Data#

class zfit.data.Data(dataset, obs=None, name=None, weights=None, dtype=None, use_hash=None)[source]#

Bases: ZfitUnbinnedData, BaseDimensional, BaseObject, GraphCachable, SerializableMixin, ZfitSerializable

Create a data holder from a dataset used to feed into models.

Parameters:
  • dataset (DatasetV2 | LightDataset) – A dataset storing the actual values

  • obs (Union[str, Iterable[str], Space]) – Observables where the data is defined in

  • name (str | None) – Name of the Data

  • weights – Weights of the data

  • dtype (DType) – The DType of the return value. Defaults to the zfit default (usually float64).

  • use_hash (bool | None) – Whether to use a hash for caching

property weights#

Get the weights of the data.

set_weights(weights: ztyping.WeightsInputType)[source]#

Set (temporarily) the weights of the dataset. (deprecated)

Deprecated: THIS FUNCTION IS DEPRECATED. It will be removed in a future version. Instructions for updating: Do not set the weights on a data set, create a new one instead.

Parameters:

weights (Union[Tensor, None, ndarray]) –

classmethod from_pandas(df, obs=None, weights=None, name=None, dtype=None, use_hash=None)[source]#

Create a Data from a pandas DataFrame. If obs is None, columns are used as obs.

Parameters:
  • df (DataFrame) – pandas DataFrame that contains the data. If obs is None, columns are used as obs. Can be a superset of obs.
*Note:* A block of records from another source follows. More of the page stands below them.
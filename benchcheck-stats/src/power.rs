//! Statistical Power
//!
//! Power of a one-sample (or paired) t-test to detect a standardized effect
//! `d` with `n` observations: noncentrality `δ = d·√n`, `df = n - 1`.
//!
//! The noncentral t distribution is used whenever there is at least one
//! degree of freedom. With a single observation the normal approximation is
//! the only option.

use crate::distributions::{noncentral_t_cdf, normal_cdf, normal_quantile, student_t_quantile};
use crate::error::StatsError;
use serde::{Deserialize, Serialize};

/// Upper bound for [`required_sample_size`] searches
const MAX_SAMPLE_SIZE: usize = 100_000_000;

/// How power is computed
#[derive(Debug, Clone, Copy, PartialEq, Eq, Default, Serialize, Deserialize)]
#[serde(rename_all = "kebab-case")]
pub enum PowerMethod {
    /// Exact noncentral t (default)
    #[default]
    NoncentralT,
    /// Large-sample normal approximation
    NormalApproximation,
}

/// Power result with the inputs that produced it
#[derive(Debug, Clone, PartialEq, Serialize, Deserialize)]
pub struct PowerEstimate {
    /// Hypothesized standardized effect size
    pub effect_size: f64,
    /// Number of observations
    pub sample_size: usize,
    /// Significance level
    pub alpha: f64,
    /// Two-sided test
    pub two_sided: bool,
    /// Method actually used
    pub method: PowerMethod,
    /// Probability of rejecting H0 when the effect is real, in [0, 1]
    pub power: f64,
}

/// Statistical power using the noncentral t distribution
pub fn power(
    effect_size: f64,
    sample_size: usize,
    alpha: f64,
    two_sided: bool,
) -> Result<f64, StatsError> {
    power_with(
        effect_size,
        sample_size,
        alpha,
        two_sided,
        PowerMethod::NoncentralT,
    )
    .map(|estimate| estimate.power)
}

/// Statistical power with an explicit method
///
/// `NoncentralT` silently falls back to `NormalApproximation` when
/// `sample_size == 1`; the returned estimate records which was used.
pub fn power_with(
    effect_size: f64,
    sample_size: usize,
    alpha: f64,
    two_sided: bool,
    method: PowerMethod,
) -> Result<PowerEstimate, StatsError> {
    if sample_size < 1 {
        return Err(StatsError::domain(format!(
            "sample_size must be at least 1, got {sample_size}"
        )));
    }
    if !(alpha.is_finite() && alpha > 0.0 && alpha < 1.0) {
        return Err(StatsError::domain(format!(
            "alpha must be in (0, 1), got {alpha}"
        )));
    }
    if !effect_size.is_finite() {
        return Err(StatsError::domain(format!(
            "effect_size must be finite, got {effect_size}"
        )));
    }

    let method = if sample_size == 1 {
        PowerMethod::NormalApproximation
    } else {
        method
    };

    let n = sample_size as f64;
    let delta = effect_size * n.sqrt();
    let tail_alpha = if two_sided { alpha / 2.0 } else { alpha };

    let power = match method {
        PowerMethod::NoncentralT => {
            let df = n - 1.0;
            let crit = student_t_quantile(1.0 - tail_alpha, df);
            let upper = 1.0 - noncentral_t_cdf(crit, df, delta);
            if two_sided {
                upper + noncentral_t_cdf(-crit, df, delta)
            } else {
                upper
            }
        }
        PowerMethod::NormalApproximation => {
            let z = normal_quantile(1.0 - tail_alpha);
            let upper = normal_cdf(delta - z);
            if two_sided {
                upper + normal_cdf(-delta - z)
            } else {
                upper
            }
        }
    };

    Ok(PowerEstimate {
        effect_size,
        sample_size,
        alpha,
        two_sided,
        method,
        power: power.clamp(0.0, 1.0),
    })
}

/// Smallest sample size whose power reaches `target_power`
///
/// Power grows monotonically with n for a fixed non-zero effect, so the
/// search doubles an upper bound and then bisects.
pub fn required_sample_size(
    effect_size: f64,
    alpha: f64,
    target_power: f64,
    two_sided: bool,
) -> Result<usize, StatsError> {
    if !(target_power.is_finite() && target_power > 0.0 && target_power < 1.0) {
        return Err(StatsError::domain(format!(
            "target_power must be in (0, 1), got {target_power}"
        )));
    }
    if effect_size == 0.0 {
        return Err(StatsError::domain(
            "effect_size of zero cannot reach any target power",
        ));
    }
    // One-sided tests only have power in the hypothesized direction
    let effect_size = if two_sided {
        effect_size.abs()
    } else {
        effect_size
    };
    if effect_size < 0.0 {
        return Err(StatsError::domain(
            "one-sided power for a negative effect size cannot reach the target",
        ));
    }

    let reaches = |n: usize| -> Result<bool, StatsError> {
        Ok(power(effect_size, n, alpha, two_sided)? >= target_power)
    };

    let mut lo = 1;
    let mut hi = 2;
    while !reaches(hi)? {
        lo = hi;
        hi = hi.saturating_mul(2);
        if hi > MAX_SAMPLE_SIZE {
            return Err(StatsError::domain(format!(
                "target power {target_power} needs more than {MAX_SAMPLE_SIZE} samples"
            )));
        }
    }
    if reaches(lo)? {
        return Ok(lo);
    }

    // Invariant: !reaches(lo) && reaches(hi)
    while hi - lo > 1 {
        let mid = lo + (hi - lo) / 2;
        if reaches(mid)? {
            hi = mid;
        } else {
            lo = mid;
        }
    }

    Ok(hi)
}

#[cfg(test)]
mod tests {
    use super::*;

    #[test]
    fn test_textbook_power() {
        // d = 0.5, n = 50, alpha = 0.05 two-sided: 0.934 from standard tables
        let p = power(0.5, 50, 0.05, true).unwrap();
        assert!(p > 0.93 && p < 0.95, "power = {p}");
        assert!((p - 0.9338).abs() < 0.002, "power = {p}");
    }

    #[test]
    fn test_normal_approximation_is_close_for_large_n() {
        let exact = power(0.3, 200, 0.05, true).unwrap();
        let approx = power_with(0.3, 200, 0.05, true, PowerMethod::NormalApproximation)
            .unwrap()
            .power;
        assert!((exact - approx).abs() < 0.01);
    }

    #[test]
    fn test_zero_effect_gives_alpha() {
        let p = power(0.0, 30, 0.05, true).unwrap();
        assert!((p - 0.05).abs() < 1e-9, "power = {p}");
        let p = power(0.0, 30, 0.05, false).unwrap();
        assert!((p - 0.05).abs() < 1e-9, "power = {p}");
    }

    #[test]
    fn test_power_increases_with_n_and_d() {
        let a = power(0.3, 20, 0.05, true).unwrap();
        let b = power(0.3, 80, 0.05, true).unwrap();
        let c = power(0.6, 80, 0.05, true).unwrap();
        assert!(a < b && b < c);
    }

    #[test]
    fn test_two_sided_is_symmetric_in_d() {
        let pos = power(0.4, 25, 0.05, true).unwrap();
        let neg = power(-0.4, 25, 0.05, true).unwrap();
        assert!((pos - neg).abs() < 1e-9);
    }

    #[test]
    fn test_single_observation_uses_normal_approximation() {
        let est = power_with(1.0, 1, 0.05, true, PowerMethod::NoncentralT).unwrap();
        assert_eq!(est.method, PowerMethod::NormalApproximation);
        assert!(est.power > 0.0 && est.power < 1.0);
    }

    #[test]
    fn test_domain_errors() {
        assert!(matches!(power(0.5, 0, 0.05, true), Err(StatsError::Domain { .. })));
        assert!(matches!(power(0.5, 10, 0.0, true), Err(StatsError::Domain { .. })));
        assert!(matches!(power(0.5, 10, 1.0, true), Err(StatsError::Domain { .. })));
        assert!(matches!(power(f64::NAN, 10, 0.05, true), Err(StatsError::Domain { .. })));
    }

    /// "Power > 99%" needs checking, not asserting: a small effect at n = 50
    /// is far from it, while n in the thousands gets there.
    #[test]
    fn test_claimed_high_power_depends_on_n() {
        assert!(power(0.2, 50, 0.05, true).unwrap() < 0.5);
        assert!(power(0.2, 1199, 0.05, true).unwrap() > 0.99);
    }

    #[test]
    fn test_required_sample_size() {
        // Classic one-sample result: d = 0.5, 80% power -> n = 34
        let n = required_sample_size(0.5, 0.05, 0.80, true).unwrap();
        assert_eq!(n, 34);
        assert!(power(0.5, n, 0.05, true).unwrap() >= 0.80);
        assert!(power(0.5, n - 1, 0.05, true).unwrap() < 0.80);

        let smaller_effect = required_sample_size(0.3, 0.05, 0.80, true).unwrap();
        assert!(smaller_effect > n);
    }

    #[test]
    fn test_required_sample_size_domain() {
        assert!(required_sample_size(0.0, 0.05, 0.8, true).is_err());
        assert!(required_sample_size(0.5, 0.05, 1.0, true).is_err());
        assert!(required_sample_size(-0.5, 0.05, 0.8, false).is_err());
    }
}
  • obs (Union[str, Iterable[str], Space]) – obs to use for the data. obs have to be the columns in the data frame. If None, columns are used as obs.

  • weights (Union[Tensor, None, ndarray, str]) –

    Weights of the data. Has to be 1-D and match the shape of the data (nevents) or a string that is a column in the dataframe. By default, looks for a column "", i.e.

    an empty string.

  • name (str | None) –

  • dtype (DType) – dtype of the data

  • use_hash (bool | None) – If True, a hash of the data is created and is used to identify it in caching.

classmethod from_root(cls, path, treepath, obs=None, *, weights=None, obs_alias=None, name=None, dtype=None, root_dir_options=None, use_hash=None, branches=None, branches_alias=None)[source]#

Create a Data from a ROOT file. Arguments are passed to uproot. (deprecated arguments) (deprecated arguments)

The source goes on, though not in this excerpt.